Methods: A 5 mm critical-sized femoral bone-defect in Wistar rats (n=36) was firstly performed 3 weeks before-implantation. The presence of bone non-union was confirmed before implantation to avoid any spontaneous bone healing. Three groups were designed: (1) Sham, (2) Hydroxyapatite/bTCP particles as negative control and (3) the human scaffold-free 3D-graft in the bone defect. The immune response was studied, at day 1/3/7/15/30 post-implantation, in terms of immune cells populations (B/T-lymphocytes, dendritic cells, neutrophils profiles) and IgM/IgG anti-HLA-1 antibodies elicitation in the sera of recipients. The graft rejection was also studied by immunohistochemistry/histomorphometry for lymphocytes and macrophages infiltration. The osteogenicity of the graft was studied, at 1 month post-implantation (in the explant), at the molecular level for genes specifically involved in the skeletal development. The transplantation of the human 3D grafts in the bone defect of nude rats served as control.

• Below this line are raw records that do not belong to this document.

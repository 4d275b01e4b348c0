use std::str::FromStr;

use serde::{Deserialize, Serialize};

use crate::constants::{TOPIC_APPLICATION_LIST, TOPIC_APPLICATION_PREFIX};
use crate::error::EthicaError;
use crate::models::{Application, ApplicationSummary, Message};
use crate::partial::ApplicationPatch;
use crate::types::RecordId;

// ---------------------------------------------------------------------------
// Topics
// ---------------------------------------------------------------------------

#[derive(Debug, Clone, PartialEq, Eq, Hash)]
pub enum Topic {
    /// `application.{id}`: updates to one application.
    Application(RecordId),
    /// `application-list`: newly created applications.
    ApplicationList,
}

impl Topic {
    pub fn for_application(id: &RecordId) -> Self {
        Self::Application(id.clone())
    }
}

impl std::fmt::Display for Topic {
    fn fmt(&self, f: &mut std::fmt::Formatter<'_>) -> std::fmt::Result {
        match self {
            Self::Application(id) => write!(f, "{TOPIC_APPLICATION_PREFIX}{id}"),
            Self::ApplicationList => f.write_str(TOPIC_APPLICATION_LIST),
        }
    }
}

impl FromStr for Topic {
    type Err = EthicaError;

    fn from_str(s: &str) -> Result<Self, Self::Err> {
        // Private channels are announced with a `private-` prefix by the broadcaster.
        let s = s.strip_prefix("private-").unwrap_or(s);
        if s == TOPIC_APPLICATION_LIST {
            return Ok(Self::ApplicationList);
        }
        match s.strip_prefix(TOPIC_APPLICATION_PREFIX) {
            Some(id) if !id.is_empty() => Ok(Self::Application(RecordId::from(id))),
            _ => Err(EthicaError::InvalidTopic(s.to_string())),
        }
    }
}

// ---------------------------------------------------------------------------
// Push events
// ---------------------------------------------------------------------------

/// Events delivered on the push channels.
///
/// Wire form: `{ "event": "<Name>", "data": { ... } }`.
#[derive(Debug, Clone, Serialize, Deserialize)]
#[serde(tag = "event", content = "data")]
pub enum PushEvent {
    ApplicationUpdated(ApplicationUpdated),
    SendAndUpdateFeedback(FeedbackUpdated),
    ApplicationCreated(ApplicationCreated),
}

impl PushEvent {
    pub fn from_json(data: &str) -> Result<Self, EthicaError> {
        Ok(serde_json::from_str(data)?)
    }

    pub fn name(&self) -> &'static str {
        match self {
            Self::ApplicationUpdated(_) => crate::constants::EVENT_APPLICATION_UPDATED,
            Self::SendAndUpdateFeedback(_) => crate::constants::EVENT_SEND_AND_UPDATE_FEEDBACK,
            Self::ApplicationCreated(_) => crate::constants::EVENT_APPLICATION_CREATED,
        }
    }
}

#[derive(Debug, Clone, Serialize, Deserialize)]
pub struct ApplicationUpdated {
    pub application: ApplicationPatch,
    #[serde(default, skip_serializing_if = "Option::is_none")]
    pub message: Option<String>,
}

#[derive(Debug, Clone, Serialize, Deserialize)]
pub struct FeedbackUpdated {
    pub message_thread: Message,
    #[serde(default, skip_serializing_if = "Option::is_none")]
    pub message: Option<String>,
}

#[derive(Debug, Clone, Serialize, Deserialize)]
pub struct ApplicationCreated {
    pub application: ApplicationSummary,
}

/// A push event together with the topic it arrived on.
#[derive(Debug, Clone, Serialize, Deserialize)]
pub struct PushEnvelope {
    pub topic: String,
    #[serde(flatten)]
    pub event: PushEvent,
}

impl PushEnvelope {
    pub fn new(topic: &Topic, event: PushEvent) -> Self {
        Self {
            topic: topic.to_string(),
            event,
        }
    }

    pub fn topic(&self) -> Result<Topic, EthicaError> {
        self.topic.parse()
    }
}

// ---------------------------------------------------------------------------
// HTTP responses
// ---------------------------------------------------------------------------

/// Body returned by every state-changing application action.
#[derive(Debug, Clone, Default, Serialize, Deserialize)]
pub struct ActionResponse {
    pub application: ApplicationPatch,
    #[serde(default, skip_serializing_if = "Option::is_none")]
    pub message: Option<String>,
}

/// Body returned by the feedback thread actions.
#[derive(Debug, Clone, Serialize, Deserialize)]
pub struct MessageThreadResponse {
    pub message_thread: Message,
}

/// Body returned when fetching one application in full.
#[derive(Debug, Clone, Serialize, Deserialize)]
pub struct ApplicationResponse {
    pub application: Application,
}

/// Body sent when posting feedback to a status thread.
#[derive(Debug, Clone, Serialize, Deserialize)]
pub struct NewMessage {
    pub body: String,
}

/// One page of the application list, in the backend's paginator shape.
#[derive(Debug, Clone, Default, Serialize, Deserialize)]
pub struct ApplicationPage {
    pub data: Vec<ApplicationSummary>,
    pub current_page: u32,
    pub last_page: u32,
    pub per_page: u32,
    pub total: u64,
}

#[cfg(test)]
mod tests {
    use super::*;
    use crate::patch::Patch;

    #[test]
    fn test_topic_roundtrip() {
        let topic = Topic::for_application(&RecordId::from("12"));
        assert_eq!(topic.to_string(), "application.12");
        assert_eq!("application.12".parse::<Topic>().unwrap(), topic);
        assert_eq!(
            "private-application.12".parse::<Topic>().unwrap(),
            topic
        );
        assert_eq!(
            "application-list".parse::<Topic>().unwrap(),
            Topic::ApplicationList
        );
        assert!("application.".parse::<Topic>().is_err());
        assert!("channel:1".parse::<Topic>().is_err());
    }

    #[test]
    fn test_decode_application_updated() {
        let json = r#"{
            "event": "ApplicationUpdated",
            "data": {
                "application": {"id": 1, "review_type": "expedited"},
                "message": "Review type assigned"
            }
        }"#;
        let event = PushEvent::from_json(json).unwrap();
        match event {
            PushEvent::ApplicationUpdated(update) => {
                assert_eq!(update.message.as_deref(), Some("Review type assigned"));
                assert_eq!(
                    update.application.review_type,
                    Patch::Set(crate::types::ReviewType::Expedited)
                );
            }
            other => panic!("unexpected event: {}", other.name()),
        }
    }

    #[test]
    fn test_loose_review_type_does_not_sink_the_event() {
        let json = r#"{
            "event": "ApplicationUpdated",
            "data": {
                "application": {"id": 1, "protocol_code": "PC-001", "review_type": "full board"}
            }
        }"#;
        let PushEvent::ApplicationUpdated(update) = PushEvent::from_json(json).unwrap() else {
            panic!("expected ApplicationUpdated");
        };
        assert_eq!(
            update.application.review_type,
            Patch::Set(crate::types::ReviewType::FullBoard)
        );
        assert_eq!(update.application.protocol_code, Patch::Set("PC-001".to_string()));

        let unknown = json.replace("full board", "panel");
        let PushEvent::ApplicationUpdated(update) = PushEvent::from_json(&unknown).unwrap() else {
            panic!("expected ApplicationUpdated");
        };
        assert!(update.application.review_type.is_absent());
        assert_eq!(update.application.protocol_code, Patch::Set("PC-001".to_string()));
    }

    #[test]
    fn test_decode_feedback_envelope() {
        let json = r#"{
            "topic": "application.4",
            "event": "SendAndUpdateFeedback",
            "data": {
                "message_thread": {"id": 88, "status_id": 3, "body": "Please revise", "author": "Chair"}
            }
        }"#;
        let envelope: PushEnvelope = serde_json::from_str(json).unwrap();
        assert_eq!(envelope.topic().unwrap(), Topic::Application(RecordId::from("4")));
        match envelope.event {
            PushEvent::SendAndUpdateFeedback(fb) => {
                assert_eq!(fb.message_thread.status_id, RecordId::from("3"));
                assert!(fb.message.is_none());
            }
            other => panic!("unexpected event: {}", other.name()),
        }
    }
}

Results: The groups 1/2 did not elicited a xenogenic response but a non-foreign body reaction (non-specific inflammation) without anti-human antibody production. In contrast, the transplantation of the human scaffold-free graft in the bone defect elicited the production of anti- HLA-1 Ab especially specific IgG at day 30 post-transplantation while specific IgM were increased at day 7 post-implantation. The transplantation of the human scaffold-free graft revealed a massive macrophages infiltration at day 15 post-implantation. Although the osteogenicity was similar (for most of osteogenic genes) at 1 month post-transplantation in nude as well as Wistar rats, the immune response directly affected specific pathways of the skeletal development.
Conclusion: The human scaffold-free 3D approach, in a xenogenic model, elicit a specific antihuman immune response but can maintain the potential of in vivo osteogenicity.